━━━ Dataset records

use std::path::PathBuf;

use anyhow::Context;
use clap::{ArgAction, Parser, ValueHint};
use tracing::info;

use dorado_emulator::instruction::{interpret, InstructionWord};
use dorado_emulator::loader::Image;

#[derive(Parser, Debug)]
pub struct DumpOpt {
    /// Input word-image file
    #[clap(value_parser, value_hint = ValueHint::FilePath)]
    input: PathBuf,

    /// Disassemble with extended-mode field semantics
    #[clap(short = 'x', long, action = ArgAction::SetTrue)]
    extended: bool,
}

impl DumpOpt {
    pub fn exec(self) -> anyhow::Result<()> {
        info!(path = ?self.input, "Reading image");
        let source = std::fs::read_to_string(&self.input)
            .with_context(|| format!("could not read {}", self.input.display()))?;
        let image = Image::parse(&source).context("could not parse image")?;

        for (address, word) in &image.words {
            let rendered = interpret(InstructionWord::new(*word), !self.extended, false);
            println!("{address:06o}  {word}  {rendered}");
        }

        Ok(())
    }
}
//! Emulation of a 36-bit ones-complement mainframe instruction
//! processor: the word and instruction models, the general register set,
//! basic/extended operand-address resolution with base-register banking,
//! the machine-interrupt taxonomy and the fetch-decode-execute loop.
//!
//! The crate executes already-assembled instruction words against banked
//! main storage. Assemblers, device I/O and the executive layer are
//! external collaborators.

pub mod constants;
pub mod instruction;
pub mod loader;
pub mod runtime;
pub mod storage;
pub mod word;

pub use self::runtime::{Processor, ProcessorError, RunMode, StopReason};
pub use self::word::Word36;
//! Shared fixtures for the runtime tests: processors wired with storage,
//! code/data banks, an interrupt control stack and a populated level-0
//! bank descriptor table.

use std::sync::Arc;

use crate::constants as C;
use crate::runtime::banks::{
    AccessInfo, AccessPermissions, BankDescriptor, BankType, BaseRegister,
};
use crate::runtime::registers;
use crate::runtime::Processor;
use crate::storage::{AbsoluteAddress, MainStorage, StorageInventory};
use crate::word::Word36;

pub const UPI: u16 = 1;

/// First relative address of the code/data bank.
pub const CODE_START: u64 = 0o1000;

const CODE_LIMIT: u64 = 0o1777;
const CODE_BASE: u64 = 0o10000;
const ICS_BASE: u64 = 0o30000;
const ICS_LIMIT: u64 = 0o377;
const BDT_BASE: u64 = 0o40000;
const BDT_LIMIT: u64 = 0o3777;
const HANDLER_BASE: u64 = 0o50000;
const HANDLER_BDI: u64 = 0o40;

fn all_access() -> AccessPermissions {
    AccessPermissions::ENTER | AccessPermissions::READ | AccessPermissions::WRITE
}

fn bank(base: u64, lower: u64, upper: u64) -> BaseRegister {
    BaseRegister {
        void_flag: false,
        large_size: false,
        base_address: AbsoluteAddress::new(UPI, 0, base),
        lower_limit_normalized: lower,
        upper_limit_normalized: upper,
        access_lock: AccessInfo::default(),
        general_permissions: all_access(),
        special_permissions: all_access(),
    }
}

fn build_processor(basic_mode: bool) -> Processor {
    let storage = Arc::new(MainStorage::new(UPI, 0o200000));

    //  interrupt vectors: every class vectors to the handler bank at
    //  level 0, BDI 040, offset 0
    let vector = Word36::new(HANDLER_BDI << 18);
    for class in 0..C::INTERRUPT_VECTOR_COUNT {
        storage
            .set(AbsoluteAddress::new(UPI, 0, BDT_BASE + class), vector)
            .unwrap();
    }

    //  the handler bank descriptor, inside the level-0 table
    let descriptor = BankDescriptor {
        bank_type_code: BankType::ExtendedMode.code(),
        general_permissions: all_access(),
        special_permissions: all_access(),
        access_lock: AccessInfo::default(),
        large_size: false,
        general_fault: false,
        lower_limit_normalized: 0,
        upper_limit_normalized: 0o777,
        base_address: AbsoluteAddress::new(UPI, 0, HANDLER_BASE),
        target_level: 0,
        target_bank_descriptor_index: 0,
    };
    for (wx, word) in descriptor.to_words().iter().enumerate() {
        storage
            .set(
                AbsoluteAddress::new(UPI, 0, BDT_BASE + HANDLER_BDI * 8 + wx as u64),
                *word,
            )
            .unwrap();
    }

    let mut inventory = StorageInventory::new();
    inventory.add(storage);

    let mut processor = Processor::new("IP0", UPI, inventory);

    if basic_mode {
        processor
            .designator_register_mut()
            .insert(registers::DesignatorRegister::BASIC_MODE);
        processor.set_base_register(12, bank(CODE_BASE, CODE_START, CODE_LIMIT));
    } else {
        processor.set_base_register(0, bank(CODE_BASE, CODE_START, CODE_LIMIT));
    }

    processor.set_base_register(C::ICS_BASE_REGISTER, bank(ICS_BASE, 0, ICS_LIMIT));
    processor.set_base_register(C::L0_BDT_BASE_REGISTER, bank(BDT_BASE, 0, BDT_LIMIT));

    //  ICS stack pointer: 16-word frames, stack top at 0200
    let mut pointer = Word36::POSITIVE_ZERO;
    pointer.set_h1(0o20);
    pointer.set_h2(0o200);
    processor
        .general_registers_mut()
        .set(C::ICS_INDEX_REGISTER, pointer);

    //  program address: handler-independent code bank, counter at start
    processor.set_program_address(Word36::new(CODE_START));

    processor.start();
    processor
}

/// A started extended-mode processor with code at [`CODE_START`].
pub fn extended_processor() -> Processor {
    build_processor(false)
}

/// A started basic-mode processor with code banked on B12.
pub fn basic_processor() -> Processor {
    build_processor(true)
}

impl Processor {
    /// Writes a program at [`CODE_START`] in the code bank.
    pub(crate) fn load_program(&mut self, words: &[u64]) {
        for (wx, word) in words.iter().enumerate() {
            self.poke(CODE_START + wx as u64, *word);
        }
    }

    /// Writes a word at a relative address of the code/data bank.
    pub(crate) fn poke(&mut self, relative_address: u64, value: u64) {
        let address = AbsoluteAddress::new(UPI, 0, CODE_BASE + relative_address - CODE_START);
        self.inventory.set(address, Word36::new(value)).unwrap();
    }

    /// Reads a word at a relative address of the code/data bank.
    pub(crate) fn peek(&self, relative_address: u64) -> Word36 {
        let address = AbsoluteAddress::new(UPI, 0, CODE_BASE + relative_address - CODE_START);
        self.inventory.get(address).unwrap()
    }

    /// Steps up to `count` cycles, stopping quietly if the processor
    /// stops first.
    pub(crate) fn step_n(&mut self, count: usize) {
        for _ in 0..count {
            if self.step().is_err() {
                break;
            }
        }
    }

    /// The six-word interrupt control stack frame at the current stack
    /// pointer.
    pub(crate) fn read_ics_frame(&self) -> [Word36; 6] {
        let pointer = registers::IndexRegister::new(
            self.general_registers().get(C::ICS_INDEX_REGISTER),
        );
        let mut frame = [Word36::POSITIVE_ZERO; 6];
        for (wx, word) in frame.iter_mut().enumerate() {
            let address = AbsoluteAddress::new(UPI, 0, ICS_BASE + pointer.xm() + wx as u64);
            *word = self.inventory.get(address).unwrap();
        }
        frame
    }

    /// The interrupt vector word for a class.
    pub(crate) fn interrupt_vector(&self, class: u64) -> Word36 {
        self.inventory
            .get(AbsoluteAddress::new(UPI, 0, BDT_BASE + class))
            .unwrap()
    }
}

━━━━━━

*Instructions to follow:* Above are the records; from them, give again exactly the lines from the one containing "bank descriptor table." through the one containing "const ICS_BASE: u64 = 0o30000;", both included.

*Your response:*
//! bank descriptor table.

use std::sync::Arc;

use crate::constants as C;
use crate::runtime::banks::{
    AccessInfo, AccessPermissions, BankDescriptor, BankType, BaseRegister,
};
use crate::runtime::registers;
use crate::runtime::Processor;
use crate::storage::{AbsoluteAddress, MainStorage, StorageInventory};
use crate::word::Word36;

pub const UPI: u16 = 1;

/// First relative address of the code/data bank.
pub const CODE_START: u64 = 0o1000;

const CODE_LIMIT: u64 = 0o1777;
const CODE_BASE: u64 = 0o10000;
const ICS_BASE: u64 = 0o30000;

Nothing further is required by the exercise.